On arm64, this is implemented in an assembler macro 'cond_yield' so we
don't need to preserve/restore the SIMD state state at all if the
yield is not going to result in a call to schedule(). For example, the
SHA3 code keeps 400 bytes of state in registers, which we don't want
to save and reload unless needed. (5f6cb2e617681 'crypto:
arm64/sha512-ce - simplify NEON yield')

So the asm routines will call cond_yield, and return early if a yield
is required, with the number of blocks or bytes left to process as the
return value.

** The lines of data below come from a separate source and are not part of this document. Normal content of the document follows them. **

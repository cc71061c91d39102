//! Tests for catalog document deserialization.

use lab_model::{
    AgeBound, BandKind, EngineOptions, Gender, PatientContext, ResultType, TestDefinition,
    TestRef, TestType, Unit,
};

const LIPID_JSON: &str = r#"{
    "_id": "64b7f0c2a1e4d3b2c1a09f88",
    "name": "Lipid Profile",
    "category": "Biochemistry",
    "testType": "multiple",
    "parameters": [
        {
            "name": "HDL",
            "unit": { "_id": "64b7f0c2a1e4d3b2c1a09f01", "name": "mg/dL" },
            "resultType": "manual",
            "order": 2,
            "normalValues": [
                {
                    "gender": "Male",
                    "minAge": 18,
                    "maxAge": "",
                    "ageUnit": "Years",
                    "type": "Numeric range",
                    "lowerValue": "40",
                    "upperValue": 60,
                    "displayInReport": false
                }
            ]
        },
        {
            "name": "LDL/HDL Ratio",
            "unit": "64b7f0c2a1e4d3b2c1a09f02",
            "resultType": "formula",
            "formula": "{LDL} / {HDL}",
            "order": 3
        },
        {
            "name": "Appearance",
            "unit": "",
            "resultType": "dropdown",
            "dropdownOptions": "Clear, Turbid",
            "order": 1,
            "normalValues": [
                { "minAge": "1-10 Days", "type": "Text", "textValue": "Clear" }
            ]
        }
    ]
}"#;

#[test]
fn test_deserializes_host_document() {
    let test: TestDefinition = serde_json::from_str(LIPID_JSON).unwrap();
    assert_eq!(test.id.as_deref(), Some("64b7f0c2a1e4d3b2c1a09f88"));
    assert_eq!(test.test_type, TestType::Multiple);
    assert_eq!(test.parameters.len(), 3);

    let hdl = &test.parameters[0];
    assert_eq!(hdl.unit, Unit::Named("mg/dL".to_string()));
    let band = &hdl.normal_values[0];
    assert_eq!(band.gender, Gender::Male);
    assert_eq!(band.min_age, Some(AgeBound::Number(18.0)));
    assert!(band.max_age.as_ref().is_some_and(AgeBound::is_blank));
    assert_eq!(band.lower_value, Some(40.0));
    assert_eq!(band.upper_value, Some(60.0));
    assert!(!band.display_in_report);

    let ratio = &test.parameters[1];
    assert_eq!(ratio.result_type, ResultType::Formula);
    assert_eq!(
        ratio.unit,
        Unit::Unresolved("64b7f0c2a1e4d3b2c1a09f02".to_string())
    );
    assert_eq!(ratio.unit.display_name(), "");

    let appearance = &test.parameters[2];
    let band = &appearance.normal_values[0];
    assert_eq!(band.kind, BandKind::Text);
    assert_eq!(band.gender, Gender::Any);
    assert!(band.display_in_report);
    assert_eq!(band.min_age, Some(AgeBound::Text("1-10 Days".to_string())));
}

#[test]
fn test_panel_refs_accept_ids_and_inline_tests() {
    let json = r#"{
        "name": "Health Check",
        "testType": "Panel",
        "tests": ["64b7f0c2a1e4d3b2c1a09f88", { "name": "Blood Sugar", "testType": "single" }]
    }"#;
    let panel: TestDefinition = serde_json::from_str(json).unwrap();
    assert!(panel.is_panel());
    assert_eq!(panel.tests.len(), 2);
    assert!(matches!(&panel.tests[0], TestRef::Id(id) if id == "64b7f0c2a1e4d3b2c1a09f88"));
    assert!(matches!(&panel.tests[1], TestRef::Inline(test) if test.name == "Blood Sugar"));
}

#[test]
fn test_blank_numeric_strings_are_absent() {
    let json = r#"{ "type": "Numeric range", "lowerValue": "", "upperValue": "5.5" }"#;
    let band: lab_model::NormalValueBand = serde_json::from_str(json).unwrap();
    assert_eq!(band.lower_value, None);
    assert_eq!(band.upper_value, Some(5.5));
}

#[test]
fn test_patient_context_from_json() {
    let patient: PatientContext =
        serde_json::from_str(r#"{ "ageValue": 3, "ageUnit": "Months", "gender": "F" }"#).unwrap();
    assert_eq!(patient.gender, Gender::Female);
    assert!(patient.validate().is_ok());

    let negative: PatientContext = serde_json::from_str(r#"{ "ageValue": -2 }"#).unwrap();
    assert!(negative.validate().is_err());
}

#[test]
fn test_options_fill_defaults() {
    let options: EngineOptions =
        serde_json::from_str(r#"{ "formula_max_passes": 9, "baby_band_max_days": 28 }"#).unwrap();
    assert_eq!(options.baby_band_max_days, 28);
    assert_eq!(options.effective_formula_passes(), 3);
    assert_eq!(options.decimal_places, 2);
}
//! Parameter-name lookup and `{token}` substitution.
//!
//! Formula authors reference parameters loosely: `{Total Protein}` for a
//! parameter named `TotalProtein`, `{Hb}` for `Hb (Haemoglobin)`. Each name
//! is therefore indexed under four keys and a token matches when any of its
//! keys hits.

use std::collections::HashMap;

use lab_model::ResolvedParameter;

use crate::normalization::{format_numeric, parse_f64};

/// The four lookup keys of a name: lower-case, alphanumeric-only,
/// parenthesis-stripped, and alphanumeric-only of the stripped form.
pub fn name_keys(name: &str) -> [String; 4] {
    let lower = collapse(&name.to_lowercase());
    let stripped = collapse(&strip_parenthesized(&lower));
    let alnum = alphanumeric(&lower);
    let stripped_alnum = alphanumeric(&stripped);
    [lower, alnum, stripped, stripped_alnum]
}

fn collapse(text: &str) -> String {
    text.split_whitespace().collect::<Vec<_>>().join(" ")
}

fn alphanumeric(text: &str) -> String {
    text.chars().filter(|ch| ch.is_alphanumeric()).collect()
}

/// Drops `( ... )` segments, including nested ones.
fn strip_parenthesized(text: &str) -> String {
    let mut depth = 0usize;
    let mut out = String::with_capacity(text.len());
    for ch in text.chars() {
        match ch {
            '(' => depth += 1,
            ')' if depth > 0 => depth -= 1,
            _ if depth == 0 => out.push(ch),
            _ => {}
        }
    }
    out
}

/// True when a formula token and a parameter name share a lookup key.
pub fn token_refers_to(token: &str, name: &str) -> bool {
    let token_keys = name_keys(token);
    let name_keys = name_keys(name);
    token_keys
        .iter()
        .filter(|key| !key.is_empty())
        .any(|key| name_keys.contains(key))
}

/// Numeric results of a test, indexed by every key form of their names.
#[derive(Debug, Clone, Default)]
pub struct NameLookup {
    values: HashMap<String, f64>,
}

impl NameLookup {
    /// Index every row whose result parses as a finite number.
    pub fn from_rows(rows: &[ResolvedParameter]) -> Self {
        Self::collect(rows)
    }

    /// Like [`NameLookup::from_rows`], limited to rows of one included test.
    ///
    /// Panel rows from different included tests may share names; a formula
    /// only sees its own `outer_group`.
    pub fn from_scope(rows: &[ResolvedParameter], outer_group: &str) -> Self {
        Self::collect(rows.iter().filter(|row| row.outer_group == outer_group))
    }

    fn collect<'a, I>(rows: I) -> Self
    where
        I: IntoIterator<Item = &'a ResolvedParameter>,
    {
        let mut lookup = Self::default();
        for row in rows {
            if let Some(value) = parse_f64(&row.result) {
                lookup.insert(&row.name, value);
            }
        }
        lookup
    }

    /// Earlier names keep their keys when two names collide.
    pub fn insert(&mut self, name: &str, value: f64) {
        for key in name_keys(name) {
            if !key.is_empty() {
                self.values.entry(key).or_insert(value);
            }
        }
    }

    pub fn get(&self, token: &str) -> Option<f64> {
        name_keys(token)
            .iter()
            .filter(|key| !key.is_empty())
            .find_map(|key| self.values.get(key).copied())
    }

    pub fn is_empty(&self) -> bool {
        self.values.is_empty()
    }
}

/// `{token}` names in a formula, in order of appearance.
pub fn formula_references(formula: &str) -> Vec<String> {
    let mut references = Vec::new();
    let mut rest = formula;
    while let Some(open) = rest.find('{') {
        let after = &rest[open + 1..];
        let Some(close) = after.find('}') else {
            break;
        };
        references.push(after[..close].trim().to_string());
        rest = &after[close + 1..];
    }
    references
}

/// Result of substituting names into a formula.
#[derive(Debug, Clone, PartialEq)]
pub struct Substitution {
    /// Arithmetic text; unresolved tokens are written as `0`.
    pub expression: String,
    /// Tokens that had no numeric value.
    pub unresolved: Vec<String>,
}

impl Substitution {
    pub fn is_complete(&self) -> bool {
        self.unresolved.is_empty()
    }
}

/// Strip an optional leading `label =`, map `×`/`÷` to `*`/`/` and replace
/// every `{token}` with its value.
pub fn substitute(formula: &str, lookup: &NameLookup) -> Substitution {
    let body = match formula.split_once('=') {
        Some((label, body)) if !label.contains('{') => body,
        _ => formula,
    };
    let body = body.replace('×', "*").replace('÷', "/");

    let mut expression = String::with_capacity(body.len());
    let mut unresolved = Vec::new();
    let mut rest = body.as_str();
    while let Some(open) = rest.find('{') {
        expression.push_str(&rest[..open]);
        let after = &rest[open + 1..];
        let Some(close) = after.find('}') else {
            // unterminated token: keep the brace so validation rejects it
            expression.push_str(&rest[open..]);
            rest = "";
            break;
        };
        let token = after[..close].trim();
        match lookup.get(token) {
            Some(value) if value < 0.0 => {
                expression.push_str(&format!("({})", format_numeric(value)));
            }
            Some(value) => expression.push_str(&format_numeric(value)),
            None => {
                unresolved.push(token.to_string());
                expression.push('0');
            }
        }
        rest = &after[close + 1..];
    }
    expression.push_str(rest);
    Substitution {
        expression,
        unresolved,
    }
}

The C wrapper just calls the asm routine in a loop until
the return value becomes 0.

That way, we don't need magic values at all, and the yield will occur
as soon as the asm inner loop observes the yield condition so the
latency should be much lower as well.

Note that it is only used in shash implementations, given that they
are the only ones that may receive unbounded inputs.